§ Task details: Using the records below, locate all lines containing "what" and return them.

::: Task material

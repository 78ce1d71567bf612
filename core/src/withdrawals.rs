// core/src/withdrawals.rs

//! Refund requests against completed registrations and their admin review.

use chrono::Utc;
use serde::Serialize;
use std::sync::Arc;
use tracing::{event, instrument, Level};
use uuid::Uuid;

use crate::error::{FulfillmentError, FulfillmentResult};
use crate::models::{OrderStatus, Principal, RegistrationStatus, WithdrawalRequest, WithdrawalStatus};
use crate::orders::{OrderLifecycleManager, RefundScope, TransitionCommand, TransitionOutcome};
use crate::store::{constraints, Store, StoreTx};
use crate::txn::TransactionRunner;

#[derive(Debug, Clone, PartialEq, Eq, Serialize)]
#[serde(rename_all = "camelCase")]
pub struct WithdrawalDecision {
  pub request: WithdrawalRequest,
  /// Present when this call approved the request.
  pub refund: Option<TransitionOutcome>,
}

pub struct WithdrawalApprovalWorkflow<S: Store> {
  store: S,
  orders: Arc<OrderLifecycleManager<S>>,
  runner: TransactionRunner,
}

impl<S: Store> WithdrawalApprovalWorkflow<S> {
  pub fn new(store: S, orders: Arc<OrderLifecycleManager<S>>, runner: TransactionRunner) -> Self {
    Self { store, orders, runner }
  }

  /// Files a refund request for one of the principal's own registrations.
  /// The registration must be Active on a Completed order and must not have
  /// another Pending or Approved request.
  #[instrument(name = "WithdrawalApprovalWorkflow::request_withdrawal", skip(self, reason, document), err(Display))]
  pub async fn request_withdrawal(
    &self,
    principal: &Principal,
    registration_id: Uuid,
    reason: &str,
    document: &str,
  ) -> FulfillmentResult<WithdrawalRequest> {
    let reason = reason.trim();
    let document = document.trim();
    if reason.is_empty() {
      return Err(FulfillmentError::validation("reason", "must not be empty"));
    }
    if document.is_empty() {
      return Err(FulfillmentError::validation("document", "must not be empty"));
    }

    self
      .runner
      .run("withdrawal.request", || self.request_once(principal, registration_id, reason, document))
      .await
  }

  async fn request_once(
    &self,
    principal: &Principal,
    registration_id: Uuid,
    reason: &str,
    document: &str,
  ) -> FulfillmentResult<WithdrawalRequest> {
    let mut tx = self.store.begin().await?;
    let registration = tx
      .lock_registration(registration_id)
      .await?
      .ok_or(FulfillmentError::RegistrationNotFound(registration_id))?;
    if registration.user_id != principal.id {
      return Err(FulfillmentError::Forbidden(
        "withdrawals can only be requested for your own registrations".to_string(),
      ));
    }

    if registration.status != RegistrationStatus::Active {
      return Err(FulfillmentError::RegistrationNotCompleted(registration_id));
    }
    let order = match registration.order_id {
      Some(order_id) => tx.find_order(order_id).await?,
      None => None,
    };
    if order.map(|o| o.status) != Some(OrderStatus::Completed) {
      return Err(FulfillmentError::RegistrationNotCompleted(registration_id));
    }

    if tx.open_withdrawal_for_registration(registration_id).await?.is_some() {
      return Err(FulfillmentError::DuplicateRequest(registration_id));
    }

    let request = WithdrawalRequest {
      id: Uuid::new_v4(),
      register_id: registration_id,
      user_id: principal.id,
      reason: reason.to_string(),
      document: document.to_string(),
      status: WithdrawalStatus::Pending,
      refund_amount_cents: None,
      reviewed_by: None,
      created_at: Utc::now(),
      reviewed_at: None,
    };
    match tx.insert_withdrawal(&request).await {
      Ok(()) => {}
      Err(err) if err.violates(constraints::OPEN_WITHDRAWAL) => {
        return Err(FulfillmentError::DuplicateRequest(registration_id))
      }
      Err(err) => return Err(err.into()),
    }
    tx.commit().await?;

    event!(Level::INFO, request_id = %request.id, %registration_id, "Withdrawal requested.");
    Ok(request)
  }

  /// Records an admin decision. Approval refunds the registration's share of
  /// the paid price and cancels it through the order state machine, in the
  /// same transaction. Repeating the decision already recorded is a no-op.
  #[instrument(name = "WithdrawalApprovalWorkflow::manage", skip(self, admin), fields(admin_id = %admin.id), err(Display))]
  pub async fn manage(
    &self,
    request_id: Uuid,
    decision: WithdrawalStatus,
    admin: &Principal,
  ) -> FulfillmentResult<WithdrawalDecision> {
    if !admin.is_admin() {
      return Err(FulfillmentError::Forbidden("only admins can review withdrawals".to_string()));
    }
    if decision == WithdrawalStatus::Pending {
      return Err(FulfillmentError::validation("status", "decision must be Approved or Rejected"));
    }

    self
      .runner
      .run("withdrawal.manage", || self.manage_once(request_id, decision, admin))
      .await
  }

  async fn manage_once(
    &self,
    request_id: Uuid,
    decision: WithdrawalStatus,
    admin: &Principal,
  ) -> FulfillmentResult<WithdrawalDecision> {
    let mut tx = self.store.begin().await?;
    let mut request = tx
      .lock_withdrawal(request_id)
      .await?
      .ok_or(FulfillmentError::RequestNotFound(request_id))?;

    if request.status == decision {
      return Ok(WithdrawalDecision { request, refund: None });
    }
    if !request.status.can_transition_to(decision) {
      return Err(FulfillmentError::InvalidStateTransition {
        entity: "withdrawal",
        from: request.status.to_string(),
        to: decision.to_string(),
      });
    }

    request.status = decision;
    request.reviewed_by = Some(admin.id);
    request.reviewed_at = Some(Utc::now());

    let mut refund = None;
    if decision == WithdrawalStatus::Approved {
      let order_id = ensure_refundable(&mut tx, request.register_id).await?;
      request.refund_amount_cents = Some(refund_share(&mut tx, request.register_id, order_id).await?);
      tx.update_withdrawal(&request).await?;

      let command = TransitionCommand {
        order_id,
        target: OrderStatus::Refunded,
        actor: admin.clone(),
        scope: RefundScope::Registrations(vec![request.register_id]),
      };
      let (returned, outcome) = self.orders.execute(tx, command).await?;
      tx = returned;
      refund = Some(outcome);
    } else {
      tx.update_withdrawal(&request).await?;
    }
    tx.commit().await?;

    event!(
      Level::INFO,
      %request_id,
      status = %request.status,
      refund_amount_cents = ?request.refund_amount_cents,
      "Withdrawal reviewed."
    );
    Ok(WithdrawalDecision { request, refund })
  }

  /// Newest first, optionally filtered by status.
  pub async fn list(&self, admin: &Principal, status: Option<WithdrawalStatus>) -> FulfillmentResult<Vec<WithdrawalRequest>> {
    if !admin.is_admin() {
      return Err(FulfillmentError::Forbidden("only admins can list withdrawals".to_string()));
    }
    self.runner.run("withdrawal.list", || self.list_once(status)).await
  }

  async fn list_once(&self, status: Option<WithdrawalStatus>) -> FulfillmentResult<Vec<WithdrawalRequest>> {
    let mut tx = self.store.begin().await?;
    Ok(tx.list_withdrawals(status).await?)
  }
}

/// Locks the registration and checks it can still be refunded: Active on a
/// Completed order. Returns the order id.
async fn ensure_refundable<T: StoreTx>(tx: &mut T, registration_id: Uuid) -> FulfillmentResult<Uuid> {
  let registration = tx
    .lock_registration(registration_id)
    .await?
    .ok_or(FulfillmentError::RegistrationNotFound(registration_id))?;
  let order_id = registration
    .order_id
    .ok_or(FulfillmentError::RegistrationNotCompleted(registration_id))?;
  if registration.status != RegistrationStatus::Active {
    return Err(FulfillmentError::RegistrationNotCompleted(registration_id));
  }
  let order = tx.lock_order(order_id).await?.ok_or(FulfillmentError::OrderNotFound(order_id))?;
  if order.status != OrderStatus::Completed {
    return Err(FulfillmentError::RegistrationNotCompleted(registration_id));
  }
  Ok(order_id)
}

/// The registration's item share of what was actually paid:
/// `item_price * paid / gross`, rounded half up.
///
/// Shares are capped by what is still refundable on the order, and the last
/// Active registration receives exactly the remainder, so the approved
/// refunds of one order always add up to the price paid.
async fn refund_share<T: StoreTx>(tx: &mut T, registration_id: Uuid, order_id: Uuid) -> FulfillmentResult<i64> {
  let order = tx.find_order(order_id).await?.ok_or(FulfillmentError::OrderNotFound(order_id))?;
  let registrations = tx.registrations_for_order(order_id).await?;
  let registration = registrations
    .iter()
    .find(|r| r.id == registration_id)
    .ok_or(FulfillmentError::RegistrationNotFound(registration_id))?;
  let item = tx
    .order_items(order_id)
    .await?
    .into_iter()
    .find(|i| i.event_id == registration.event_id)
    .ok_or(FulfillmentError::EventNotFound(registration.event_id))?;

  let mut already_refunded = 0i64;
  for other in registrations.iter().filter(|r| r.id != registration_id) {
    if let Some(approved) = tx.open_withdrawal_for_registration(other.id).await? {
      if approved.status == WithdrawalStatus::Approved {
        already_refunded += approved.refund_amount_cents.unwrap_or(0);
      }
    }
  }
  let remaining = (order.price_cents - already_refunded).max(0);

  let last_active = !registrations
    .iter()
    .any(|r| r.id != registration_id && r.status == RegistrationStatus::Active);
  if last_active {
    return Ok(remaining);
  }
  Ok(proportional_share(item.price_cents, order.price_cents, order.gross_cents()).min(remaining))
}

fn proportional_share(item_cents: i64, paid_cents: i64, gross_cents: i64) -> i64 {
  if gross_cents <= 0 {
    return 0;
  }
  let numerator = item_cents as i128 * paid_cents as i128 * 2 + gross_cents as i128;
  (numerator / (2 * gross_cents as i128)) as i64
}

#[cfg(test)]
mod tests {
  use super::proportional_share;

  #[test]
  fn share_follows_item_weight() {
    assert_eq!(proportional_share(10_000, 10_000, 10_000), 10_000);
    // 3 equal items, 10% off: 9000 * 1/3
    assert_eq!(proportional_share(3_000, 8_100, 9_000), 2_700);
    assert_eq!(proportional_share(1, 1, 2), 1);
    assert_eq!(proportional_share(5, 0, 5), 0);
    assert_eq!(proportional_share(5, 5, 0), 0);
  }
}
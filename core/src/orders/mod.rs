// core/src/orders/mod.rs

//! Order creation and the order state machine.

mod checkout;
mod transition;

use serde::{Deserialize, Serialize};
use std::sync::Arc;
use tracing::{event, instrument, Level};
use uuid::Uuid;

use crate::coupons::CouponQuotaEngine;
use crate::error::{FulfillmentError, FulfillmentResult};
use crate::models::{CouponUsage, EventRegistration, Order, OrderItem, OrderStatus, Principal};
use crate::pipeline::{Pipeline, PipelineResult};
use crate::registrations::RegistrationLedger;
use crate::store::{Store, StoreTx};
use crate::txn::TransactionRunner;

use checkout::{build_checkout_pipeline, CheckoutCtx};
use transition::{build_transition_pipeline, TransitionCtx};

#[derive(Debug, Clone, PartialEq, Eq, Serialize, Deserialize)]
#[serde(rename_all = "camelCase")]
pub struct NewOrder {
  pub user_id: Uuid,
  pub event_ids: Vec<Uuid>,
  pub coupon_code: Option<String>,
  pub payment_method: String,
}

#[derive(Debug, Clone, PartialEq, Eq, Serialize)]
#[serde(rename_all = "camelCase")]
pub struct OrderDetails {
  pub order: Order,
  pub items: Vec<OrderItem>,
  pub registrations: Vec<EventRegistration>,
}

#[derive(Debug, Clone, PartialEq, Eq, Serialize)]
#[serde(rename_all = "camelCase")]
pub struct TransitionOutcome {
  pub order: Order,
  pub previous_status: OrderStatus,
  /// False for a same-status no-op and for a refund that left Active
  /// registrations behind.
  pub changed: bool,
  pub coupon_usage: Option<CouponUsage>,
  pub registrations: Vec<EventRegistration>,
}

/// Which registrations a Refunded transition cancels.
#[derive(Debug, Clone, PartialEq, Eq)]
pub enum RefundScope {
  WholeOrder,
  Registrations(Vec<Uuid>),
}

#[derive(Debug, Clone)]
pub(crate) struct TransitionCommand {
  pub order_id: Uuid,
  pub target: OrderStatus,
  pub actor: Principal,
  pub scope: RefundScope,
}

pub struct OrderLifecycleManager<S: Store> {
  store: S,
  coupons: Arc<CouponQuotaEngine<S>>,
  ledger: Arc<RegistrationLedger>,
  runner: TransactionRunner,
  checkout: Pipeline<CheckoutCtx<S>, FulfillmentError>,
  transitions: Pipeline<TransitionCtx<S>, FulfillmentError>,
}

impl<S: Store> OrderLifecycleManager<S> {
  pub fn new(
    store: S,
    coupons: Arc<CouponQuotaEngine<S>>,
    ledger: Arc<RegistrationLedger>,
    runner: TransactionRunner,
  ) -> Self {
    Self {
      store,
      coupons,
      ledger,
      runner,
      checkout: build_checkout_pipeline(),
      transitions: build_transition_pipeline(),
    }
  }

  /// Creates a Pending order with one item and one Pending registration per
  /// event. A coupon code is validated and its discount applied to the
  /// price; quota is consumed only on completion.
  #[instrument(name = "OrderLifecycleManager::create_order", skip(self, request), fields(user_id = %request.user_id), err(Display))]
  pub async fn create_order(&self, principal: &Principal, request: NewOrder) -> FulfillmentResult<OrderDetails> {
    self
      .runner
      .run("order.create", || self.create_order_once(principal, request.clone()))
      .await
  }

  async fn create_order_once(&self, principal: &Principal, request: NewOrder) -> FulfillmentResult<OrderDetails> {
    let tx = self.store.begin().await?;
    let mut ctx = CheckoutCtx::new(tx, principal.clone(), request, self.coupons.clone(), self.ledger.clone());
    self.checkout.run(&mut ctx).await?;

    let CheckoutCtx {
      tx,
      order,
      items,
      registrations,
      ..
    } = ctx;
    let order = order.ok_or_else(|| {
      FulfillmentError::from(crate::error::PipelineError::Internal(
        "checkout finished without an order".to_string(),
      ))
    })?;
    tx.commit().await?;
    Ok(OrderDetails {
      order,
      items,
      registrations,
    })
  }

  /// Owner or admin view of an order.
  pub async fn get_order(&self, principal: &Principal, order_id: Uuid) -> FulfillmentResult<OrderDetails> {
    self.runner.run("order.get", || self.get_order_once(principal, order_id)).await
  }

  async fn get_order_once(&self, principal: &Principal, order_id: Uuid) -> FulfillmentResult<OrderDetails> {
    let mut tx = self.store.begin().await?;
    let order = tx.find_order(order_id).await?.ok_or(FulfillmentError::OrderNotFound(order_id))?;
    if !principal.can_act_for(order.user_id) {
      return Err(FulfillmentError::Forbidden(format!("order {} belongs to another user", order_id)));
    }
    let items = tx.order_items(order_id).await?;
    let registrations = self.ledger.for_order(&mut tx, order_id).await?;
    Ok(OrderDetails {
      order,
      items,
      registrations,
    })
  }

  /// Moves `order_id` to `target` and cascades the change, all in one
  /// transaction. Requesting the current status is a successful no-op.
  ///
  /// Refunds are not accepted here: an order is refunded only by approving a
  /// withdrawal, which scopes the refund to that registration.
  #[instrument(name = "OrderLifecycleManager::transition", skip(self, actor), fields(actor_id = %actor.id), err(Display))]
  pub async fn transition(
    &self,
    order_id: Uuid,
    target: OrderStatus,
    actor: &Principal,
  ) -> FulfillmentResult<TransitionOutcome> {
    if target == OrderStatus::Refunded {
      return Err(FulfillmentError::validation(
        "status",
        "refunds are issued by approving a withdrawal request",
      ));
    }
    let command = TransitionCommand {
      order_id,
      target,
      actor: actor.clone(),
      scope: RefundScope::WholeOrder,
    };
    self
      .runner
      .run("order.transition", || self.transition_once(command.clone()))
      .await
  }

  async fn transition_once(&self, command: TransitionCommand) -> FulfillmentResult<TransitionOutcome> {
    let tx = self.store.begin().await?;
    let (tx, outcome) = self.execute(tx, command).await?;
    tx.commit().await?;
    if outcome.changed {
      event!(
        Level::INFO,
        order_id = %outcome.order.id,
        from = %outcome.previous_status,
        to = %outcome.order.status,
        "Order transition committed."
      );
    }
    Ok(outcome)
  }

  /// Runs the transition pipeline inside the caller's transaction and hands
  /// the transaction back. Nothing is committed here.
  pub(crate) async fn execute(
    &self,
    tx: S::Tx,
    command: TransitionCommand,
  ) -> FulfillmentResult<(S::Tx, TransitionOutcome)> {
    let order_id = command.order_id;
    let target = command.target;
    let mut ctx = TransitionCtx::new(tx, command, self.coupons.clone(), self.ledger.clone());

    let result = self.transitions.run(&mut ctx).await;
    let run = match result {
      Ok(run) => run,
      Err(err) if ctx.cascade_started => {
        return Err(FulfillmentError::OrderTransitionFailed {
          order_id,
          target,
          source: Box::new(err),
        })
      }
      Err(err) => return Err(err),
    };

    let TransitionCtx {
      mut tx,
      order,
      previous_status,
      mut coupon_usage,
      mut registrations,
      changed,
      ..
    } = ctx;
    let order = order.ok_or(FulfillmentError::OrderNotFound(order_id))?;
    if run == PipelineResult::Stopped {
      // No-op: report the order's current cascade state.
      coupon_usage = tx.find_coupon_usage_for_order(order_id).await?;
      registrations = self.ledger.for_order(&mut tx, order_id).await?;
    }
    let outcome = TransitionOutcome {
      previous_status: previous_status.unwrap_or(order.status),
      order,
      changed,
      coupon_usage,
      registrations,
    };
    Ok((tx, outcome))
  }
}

::::::

§ Task response:
/// The registration's item share of what was actually paid:
/// Shares are capped by what is still refundable on the order, and the last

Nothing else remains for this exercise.